Each line in the records that mentions the word "filename" needs to be listed.

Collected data
^^^^^^^^
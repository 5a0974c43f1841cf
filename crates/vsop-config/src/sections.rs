//! Typed sections of the merged configuration document.
//!
//! Every field is optional: an absent key means "use the built-in default of
//! the crate that consumes it". This crate does not know those defaults; it
//! only carries what the operator wrote.

use std::collections::BTreeMap;

use serde::{Deserialize, Serialize};

use crate::ENV_SHEET_BASE_URL;

#[derive(Debug, Clone, Default, PartialEq, Serialize, Deserialize)]
#[serde(default)]
pub struct AppConfig {
    pub source: SourceSection,
    pub schema: SchemaSection,
    pub events: EventsSection,
    pub link: LinkSection,
}

/// Where the two raw tables come from.
#[derive(Debug, Clone, Copy, Default, PartialEq, Eq, Serialize, Deserialize)]
#[serde(rename_all = "snake_case")]
pub enum SourceKind {
    /// Two local CSV files.
    #[default]
    Csv,
    /// A published spreadsheet, fetched through its CSV export endpoint.
    Sheet,
}

#[derive(Debug, Clone, Default, PartialEq, Serialize, Deserialize)]
#[serde(default)]
pub struct SourceSection {
    pub kind: SourceKind,
    /// CSV path (`csv`) or worksheet name (`sheet`) of the performances table.
    pub performances: Option<String>,
    /// CSV path (`csv`) or worksheet name (`sheet`) of the events table.
    pub events: Option<String>,
    /// Spreadsheet document URL, e.g. `https://docs.google.com/spreadsheets/d/<id>`.
    pub sheet_base_url: Option<String>,
}

impl SourceSection {
    /// `sheet_base_url`, with `VSOP_SHEET_BASE_URL` taking precedence when set.
    pub fn effective_sheet_base_url(&self) -> Option<String> {
        std::env::var(ENV_SHEET_BASE_URL)
            .ok()
            .filter(|v| !v.trim().is_empty())
            .or_else(|| self.sheet_base_url.clone())
    }
}

#[derive(Debug, Clone, Default, PartialEq, Serialize, Deserialize)]
#[serde(default)]
pub struct SchemaSection {
    pub virtual_suffix: Option<String>,
    pub do_not_match_markers: Option<Vec<String>>,
    /// Per logical field overrides, keyed by the field's stable key (e.g. `song_title`).
    pub fields: BTreeMap<String, FieldOverride>,
}

#[derive(Debug, Clone, Default, PartialEq, Serialize, Deserialize)]
#[serde(default)]
pub struct FieldOverride {
    /// Replaces the built-in alias list (order matters).
    pub aliases: Option<Vec<String>>,
    /// Value written into a synthesized column.
    pub fallback: Option<String>,
    /// Ordered rule names: `exact`, `marker_excluding_substring`, `substring`, `synthesize`.
    pub rules: Option<Vec<String>>,
}

#[derive(Debug, Clone, Default, PartialEq, Serialize, Deserialize)]
#[serde(default)]
pub struct EventsSection {
    /// Status cell values that mark an event as not yet performed.
    pub scheduled_status: Option<Vec<String>>,
    /// Expose events sorted by date instead of source order.
    pub sort_by_date: bool,
}

#[derive(Debug, Clone, Default, PartialEq, Serialize, Deserialize)]
#[serde(default)]
pub struct LinkSection {
    /// Canonical watch URL without query, e.g. `https://www.youtube.com/watch`.
    pub watch_url: Option<String>,
    /// Substrings that identify a reference as a hosted-video URL.
    pub host_markers: Option<Vec<String>>,
}

#[cfg(test)]
mod tests {
    use super::*;

    #[test]
    fn missing_sections_take_defaults() {
        let cfg: AppConfig = serde_json::from_value(serde_json::json!({})).unwrap();
        assert_eq!(cfg, AppConfig::default());
        assert_eq!(cfg.source.kind, SourceKind::Csv);
        assert!(!cfg.events.sort_by_date);
    }

    #[test]
    fn source_kind_is_snake_case() {
        let cfg: AppConfig =
            serde_json::from_value(serde_json::json!({"source": {"kind": "sheet"}})).unwrap();
        assert_eq!(cfg.source.kind, SourceKind::Sheet);
    }

    #[test]
    fn field_overrides_keep_rule_order() {
        let cfg: AppConfig = serde_json::from_value(serde_json::json!({
            "schema": {"fields": {"song_title": {"rules": ["substring", "exact"]}}}
        }))
        .unwrap();
        let rules = cfg.schema.fields["song_title"].rules.clone().unwrap();
        assert_eq!(rules, vec!["substring".to_string(), "exact".to_string()]);
    }
}
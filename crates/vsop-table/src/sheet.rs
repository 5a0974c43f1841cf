//! Published-spreadsheet source (CSV export endpoint).
//!
//! Fetches each worksheet through the document's `gviz/tq?tqx=out:csv`
//! export and hands the body to the CSV parser. Both tables are fetched once
//! per load cycle into a [`MemorySource`]; everything after the fetch is
//! synchronous.

use tracing::{debug, info};

use crate::ingest_csv::parse_csv_str;
use crate::source::{MemorySource, SourceError};
use crate::{RawTable, TableKind};

#[derive(Debug, Clone)]
pub struct SheetExportClient {
    http: reqwest::Client,
    base_url: String,
    performances_sheet: String,
    events_sheet: String,
}

impl SheetExportClient {
    /// `base_url` is the document URL, e.g. `https://docs.google.com/spreadsheets/d/<id>`.
    pub fn new(
        base_url: impl Into<String>,
        performances_sheet: impl Into<String>,
        events_sheet: impl Into<String>,
    ) -> Self {
        Self {
            http: reqwest::Client::new(),
            base_url: base_url.into(),
            performances_sheet: performances_sheet.into(),
            events_sheet: events_sheet.into(),
        }
    }

    fn export_url(&self) -> String {
        format!("{}/gviz/tq", self.base_url.trim_end_matches('/'))
    }

    pub fn sheet_name(&self, kind: TableKind) -> &str {
        match kind {
            TableKind::Performances => &self.performances_sheet,
            TableKind::Events => &self.events_sheet,
        }
    }

    /// Fetch and parse one worksheet.
    pub async fn fetch_table(&self, kind: TableKind) -> Result<RawTable, SourceError> {
        let sheet = self.sheet_name(kind);
        if sheet.trim().is_empty() {
            return Err(SourceError::Config(format!("no worksheet name for '{kind}'")));
        }

        debug!(table = %kind, sheet, "fetching worksheet export");
        let resp = self
            .http
            .get(self.export_url())
            .query(&[("tqx", "out:csv"), ("sheet", sheet)])
            .send()
            .await
            .map_err(|e| SourceError::Transport(e.to_string()))?;

        let status = resp.status();
        let body = resp
            .text()
            .await
            .map_err(|e| SourceError::Transport(format!("read body: {e}")))?;

        if !status.is_success() {
            return Err(SourceError::Http {
                status: status.as_u16(),
                message: first_line(&body),
            });
        }

        let table = parse_csv_str(&body)?;
        info!(table = %kind, sheet, rows = table.len(), "worksheet loaded");
        Ok(table)
    }

    /// Fetch both worksheets for one load cycle.
    pub async fn fetch(&self) -> Result<MemorySource, SourceError> {
        let performances = self.fetch_table(TableKind::Performances).await?;
        let events = self.fetch_table(TableKind::Events).await?;
        Ok(MemorySource::new()
            .with(TableKind::Performances, performances)
            .with(TableKind::Events, events))
    }
}

fn first_line(body: &str) -> String {
    let line = body.lines().next().unwrap_or("").trim();
    if line.is_empty() {
        "empty response body".to_string()
    } else {
        line.chars().take(200).collect()
    }
}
^^^^^^^^
REPLY TO THE EXERCISE —
filename crates/vsop-config/src/sections.rs
filename crates/vsop-table/src/sheet.rs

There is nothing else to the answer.